Microsoft seems to be allowing users to install the Windows 11 operating system, regardless of how old the computer is. However, they will not recommend it and users may not get Windows updates. Users will likely also have to install Windows 11 from scratch, rather than updating from Windows 10 directly.
David wants to configure Windows to make it run faster. There's a thing called TronScript that promises to streamline it. Leo hasn't used it, so he can't really recommend it. But if it eliminates a lot of Windows bloat, why not try it? Leo has a Powershell script that he runs on every PC he gets to get rid of unwanted apps that can slow a PC down. But be careful and research it thoroughly.
Darryl is a developer, and he has many devices that rely on USB in Windows. But when he tries using them on Surface Pro and Windows 11, they've stopped working due to the latest Windows update. Leo says it could be an out-of-date driver, but remember that Windows 11 is in Beta and it's likely just a bug. Report it to Microsoft through their bug reporting tool. What he could try is to reboot in safe mode, then remove the drivers manually. Then remove all the files, and reboot. Then reinstall the new drivers. He should be fine then.

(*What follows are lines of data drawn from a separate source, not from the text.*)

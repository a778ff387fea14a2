use std::time::Duration;

use ckb_types::{prelude::*, H256};
use ickb_builder::chain::{wait_for_commit, PollPolicy, TxStatus};
use ickb_builder::error::Error;

use crate::fixtures::*;

fn policy(attempts: u32) -> PollPolicy {
    PollPolicy { interval: Duration::from_millis(1000), attempts }
}

fn rpc(statuses: Vec<TxStatus>, fallback: TxStatus) -> FakeRpc {
    FakeRpc::new(header(0xaa, 10, AR_0), genesis()).with_statuses(statuses, fallback)
}

#[tokio::test]
async fn committed_after_pending_and_proposed() {
    let rpc = rpc(vec![TxStatus::Pending, TxStatus::Proposed], TxStatus::Committed);
    let clock = ManualClock::default();

    wait_for_commit(&rpc, &clock, policy(10), &H256([9u8; 32]).pack()).await.unwrap();

    assert_eq!(clock.sleeps(), vec![Duration::from_millis(1000); 2]);
    assert_eq!(rpc.calls().len(), 3);
}

#[tokio::test]
async fn unknown_status_is_fatal() {
    let rpc = rpc(vec![TxStatus::Pending, TxStatus::Other("rejected".into())], TxStatus::Committed);
    let clock = ManualClock::default();

    let err = wait_for_commit(&rpc, &clock, policy(10), &H256([9u8; 32]).pack()).await.unwrap_err();

    assert!(matches!(err, Error::UnexpectedState(msg) if msg.contains("rejected")));
    assert_eq!(clock.sleeps().len(), 1);
}

#[tokio::test]
async fn retry_budget_exhaustion_times_out() {
    let rpc = rpc(Vec::new(), TxStatus::Pending);
    let clock = ManualClock::default();

    let err = wait_for_commit(&rpc, &clock, policy(4), &H256([9u8; 32]).pack()).await.unwrap_err();

    assert!(matches!(err, Error::Timeout { attempts: 4, .. }));
    assert_eq!(rpc.calls(), vec!["get_transaction"; 4]);
    // no sleep after the last query
    assert_eq!(clock.sleeps().len(), 3);
}

#[test]
fn default_policy_polls_every_second_for_two_minutes() {
    let policy = PollPolicy::default();
    assert_eq!(policy.interval, Duration::from_secs(1));
    assert_eq!(policy.attempts, 120);
}

#[tokio::test(start_paused = true)]
async fn wait_can_be_cancelled_by_timeout() {
    let rpc = rpc(Vec::new(), TxStatus::Pending);
    let tokio_clock = ickb_builder::chain::TokioClock;
    let hash = H256([9u8; 32]).pack();

    let wait = wait_for_commit(&rpc, &tokio_clock, PollPolicy::default(), &hash);
    let res = tokio::time::timeout(Duration::from_millis(2_500), wait).await;

    assert!(res.is_err());
    assert_eq!(rpc.calls().len(), 3);
}
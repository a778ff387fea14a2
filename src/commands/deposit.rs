//! Deposit commands: phase one locks CKB in NervosDAO deposits and mints a
//! receipt, phase two redeems committed receipts for iCKB

use anyhow::*;

use crate::chain::TokioClock;
use crate::ckb_utils::ValueOracle;
use crate::config::DEPOSIT_SCRIPTS;
use crate::deposit::{default_deposit_amount, run_phase_one, run_phase_two, DepositHandoff, DepositRequest};
use crate::types::*;

use super::{write_out_points, NodeOpts};

#[derive(clap::Parser, Debug)]
pub struct DepositPhaseOneOpts {
    #[command(flatten)] pub node: NodeOpts,
    /// Unoccupied capacity per deposit in shannons; defaults to the soft cap at the tip
    #[arg(long)] pub amount: Option<u64>,
    #[arg(long, default_value_t = MAX_DEPOSIT_QUANTITY)] pub quantity: u32,
    #[arg(long)] pub skip_soft_cap_check: bool,
    #[arg(long, default_value = "deposit_handoff.json")] pub handoff: String,
}

pub async fn run_deposit_phase_one(o: DepositPhaseOneOpts) -> Result<()> {
    let session = o.node.connect(DEPOSIT_SCRIPTS)?;
    let oracle = ValueOracle::default();

    let amount = match o.amount {
        Some(amount) => amount,
        None => default_deposit_amount(&session.client, &oracle).await?,
    };
    let request = DepositRequest::new(amount, o.quantity)?;
    eprintln!(
        "Depositing {} x {:.8} CKB (+{} CKB occupied each)",
        request.quantity,
        request.amount as f64 / SHANNONS_PER_CKB as f64,
        DEPOSIT_OCCUPIED_CKB
    );

    let submitter = session.submitter(&TokioClock);
    let (submitted, handoff) = run_phase_one(&submitter, request, &oracle, !o.skip_soft_cap_check).await?;
    eprintln!("Phase one committed: {:#x}", submitted.tx_hash);

    handoff.save(&o.handoff)?;
    eprintln!("Wrote {}", o.handoff);
    Ok(())
}

#[derive(clap::Parser, Debug)]
pub struct DepositPhaseTwoOpts {
    #[command(flatten)] pub node: NodeOpts,
    /// Hand-off file written by phase one
    #[arg(long, default_value = "deposit_handoff.json")] pub handoff: String,
    #[arg(long, default_value = "ickb_tokens.json")] pub out: String,
}

pub async fn run_deposit_phase_two(o: DepositPhaseTwoOpts) -> Result<()> {
    let session = o.node.connect(DEPOSIT_SCRIPTS)?;
    let handoff = DepositHandoff::load(&o.handoff).with_context(|| format!("Reading {}", o.handoff))?;
    eprintln!("Redeeming {} receipt(s)", handoff.receipt_out_points.len());

    let submitter = session.submitter(&TokioClock);
    let submitted = run_phase_two(&submitter, &handoff, &ValueOracle::default()).await?;
    eprintln!("Phase two committed: {:#x}", submitted.tx_hash);
    write_out_points(&submitted.out_points, &o.out)
}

Joseph downloaded and installed Windows 11 to try it out. He's blind and wanted to see how good the accessibility features are. The built-in screen reader worked really well. But he had a little trouble with it. The face recognition feature stopped working, so he had to reinstall it. Leo said that was an issue with the last update, which clobbered it. It's been fixed now.
Tim upgraded his Windows 10 OS, but now he's lost access to the administrator account. It won't let him update anything. Leo says it sounds like Windows broke UAC (user account control), which gives that option. Look in there and see if it's been turned off. He can also check to see if the user name has administrator permissions. Outside of that, Tim needs to look at all the accounts and see which one is set up as an admin, and figure out the password. Tim may also be able to find a Windows 10 password cracking app.

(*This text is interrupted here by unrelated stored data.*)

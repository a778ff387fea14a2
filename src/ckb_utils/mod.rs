//! CKB cell, capacity and transaction helpers

pub mod capacity;
pub mod draft;
pub mod keys;
pub mod receipt;
pub mod scripts;
pub mod value;

pub use capacity::*;
pub use draft::*;
pub use keys::*;
pub use receipt::*;
pub use scripts::*;
pub use value::*;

Jack's computer hard drive is only 256GB and it's full. Leo suggests moving the data to a secondary drive and using the main drive for just the operating system and the programs. He can then tell Windows in the hard drive settings where the data files should be written to. Check out the program WinDerStat. It'll give a color-coded chart on what is taking up room on the hard drive. What about user accounts? Leo says that Windows doesn't like it when the user directory is in a different drive.
Don replaced the power supply on his computer, but now it's having trouble seeing the hard drive he pulled out and plugged in using a drive dock. He got it working, but now he's having problems using Windows functions or downloading PDF files. All he did was replace the power supply and hard drive. Leo says it sounds like the installation of Windows 10 has gone bad. It may be a good idea to refresh Windows 10 or flat out reinstall it. It sounds like there are issues with hard drive permissions. So if the data is already backed up, start over. Reformat the drive and then reinstall Windows.

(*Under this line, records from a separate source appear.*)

//! iCKB value conversion against the NervosDAO accumulated rate

use crate::error::{Error, Result};
use crate::types::{GENESIS_ACCUMULATED_RATE, ICKB_SOFT_CAP_PER_DEPOSIT, SOFT_CAP_DISCOUNT_DIVISOR};

/// Converts unoccupied deposit capacity into iCKB.
///
/// `raw = capacity * AR_0 / AR_m`; the part of `raw` above the soft cap is
/// discounted by 10%. The cap applies per deposit unit, so receipts covering
/// several identical deposits convert one unit and multiply.
#[derive(Clone, Copy, Debug, PartialEq, Eq)]
pub struct ValueOracle {
    pub genesis_rate: u64,
    pub soft_cap: u128,
}

impl Default for ValueOracle {
    fn default() -> Self {
        Self { genesis_rate: GENESIS_ACCUMULATED_RATE, soft_cap: ICKB_SOFT_CAP_PER_DEPOSIT }
    }
}

impl ValueOracle {
    pub fn convert(&self, unoccupied_capacity: u64, ar_m: u64) -> Result<u128> {
        if ar_m == 0 {
            return Err(Error::InvalidAccumulatedRate(format!("ar={ar_m}")));
        }
        // u64 * u64 always fits in u128
        let raw = unoccupied_capacity as u128 * self.genesis_rate as u128 / ar_m as u128;
        if raw > self.soft_cap {
            Ok(raw - (raw - self.soft_cap) / SOFT_CAP_DISCOUNT_DIVISOR)
        } else {
            Ok(raw)
        }
    }

    pub fn receipt_value(&self, deposit_amount: u64, deposit_quantity: u64, ar_m: u64) -> Result<u128> {
        self.convert(deposit_amount, ar_m)?
            .checked_mul(deposit_quantity as u128)
            .ok_or_else(|| Error::overflow("receipt value", format!("{deposit_quantity} x {deposit_amount}")))
    }

    /// Largest single deposit capacity whose value at `ar_m` does not exceed the soft cap.
    ///
    /// `convert(x) <= soft_cap` iff `x * AR_0 < (soft_cap + 1) * ar_m`.
    pub fn capacity_for_soft_cap(&self, ar_m: u64) -> Result<u64> {
        if ar_m == 0 {
            return Err(Error::InvalidAccumulatedRate(format!("ar={ar_m}")));
        }
        let bound = (self.soft_cap + 1)
            .checked_mul(ar_m as u128)
            .ok_or_else(|| Error::overflow("soft cap capacity", self.soft_cap))?;
        let capacity = (bound - 1) / self.genesis_rate as u128;
        u64::try_from(capacity).map_err(|_| Error::overflow("soft cap capacity", capacity))
    }

    pub fn ensure_under_soft_cap(&self, unoccupied_capacity: u64, ar_m: u64) -> Result<()> {
        let value = self.convert(unoccupied_capacity, ar_m)?;
        if value > self.soft_cap {
            return Err(Error::DepositTooLarge { value, soft_cap: self.soft_cap });
        }
        Ok(())
    }
}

Kenny has a few Windows computers and was sold the notion that Windows 10 was the last version we would get. Leo says that officially, Microsoft has never really said that, though it's attributed to them. It was a tech analyst who stated it and the media ran with it. But then again, Microsoft didn't correct the record until the announcement of Windows 11. And it's causing an uproar that it won't be supported on anything but the most recent computers. Most are going to be left behind if they don't buy a new computer. But one way to go is a Mac, that will run Windows virtually.
When you see a C: drive and a D: drive on your new Windows PC, you should put most programs/apps on the C: drive. It's the faster drive (especially if it's an SSD), and you will probably be loading and unloading with frequency. The second reason is that Windows often expects to find applications on the same disk as Windows. Reserve your less speed-critical "Data" for the D: drive, which might be a slower, spinning drive.
Michael got a new computer with two drives in it and isn't sure where to install his programs. The C drive or the D drive? Leo says you want to put them on the C drive for most apps. They want to be on the same and it's the fastest. Put the data on the D drive.